//! Error types for the console runtime.
//!
//! The `Display` output of every variant is the diagnostic posted to the
//! console output, so messages are written for the person at the prompt.

use thiserror::Error;

use super::convar::{ConVarKind, format_number};
use super::permissions::PermissionDenied;
use super::registry::EntryKind;

/// Result type returned by command handlers.
pub type CommandResult = Result<(), ConsoleError>;

/// Errors from reading or writing a console variable.
#[derive(Debug, Clone, PartialEq, Error)]
pub enum VarError {
    #[error("{name}: unknown variable")]
    Unknown { name: String },

    #[error("{name} is read-only. It can't be changed (not even with force)")]
    ReadOnly { name: String },

    #[error(
        "{name} is protected. You shouldn't change its value.\nUse the command: '{name} force {value}' to modify it anyway."
    )]
    Protected { name: String, value: String },

    /// An unforced write fell outside the variable's bounds.
    #[error("Error: {}", describe_range(.name, .min, .max))]
    OutOfRange {
        name: String,
        min: Option<f64>,
        max: Option<f64>,
    },

    #[error("{name}: '{value}' is not a valid {kind} value")]
    InvalidValue {
        name: String,
        value: String,
        kind: ConVarKind,
    },

    #[error("{name} is a string variable and has no numeric value")]
    NotNumeric { name: String },
}

/// Errors surfaced by registration calls and command handlers.
#[derive(Debug, Clone, PartialEq, Error)]
pub enum ConsoleError {
    #[error(transparent)]
    Var(#[from] VarError),

    #[error(transparent)]
    Permission(#[from] PermissionDenied),

    #[error("'{name}' is already registered as a {existing}")]
    NameTaken { name: String, existing: EntryKind },

    #[error("'{template}' is not a valid argument signature for '{name}'")]
    InvalidSignature { name: String, template: String },

    /// A handler rejected its arguments.
    #[error("{0}")]
    Usage(String),

    /// A handler could not complete.
    #[error("{0}")]
    Failed(String),
}

fn describe_range(name: &str, min: &Option<f64>, max: &Option<f64>) -> String {
    match (min, max) {
        (Some(min), Some(max)) => {
            format!("{} <= {} <= {}", format_number(*min), name, format_number(*max))
        }
        (Some(min), None) => format!("{} >= {}", name, format_number(*min)),
        (None, Some(max)) => format!("{} <= {}", name, format_number(*max)),
        (None, None) => format!("{name} is unbounded"),
    }
}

□ □ □ □

All lines of the records above that contain the word "from" are to be copied out.

/// Errors from reading or writing a console variable.
    Var(#[from] VarError),
    Permission(#[from] PermissionDenied),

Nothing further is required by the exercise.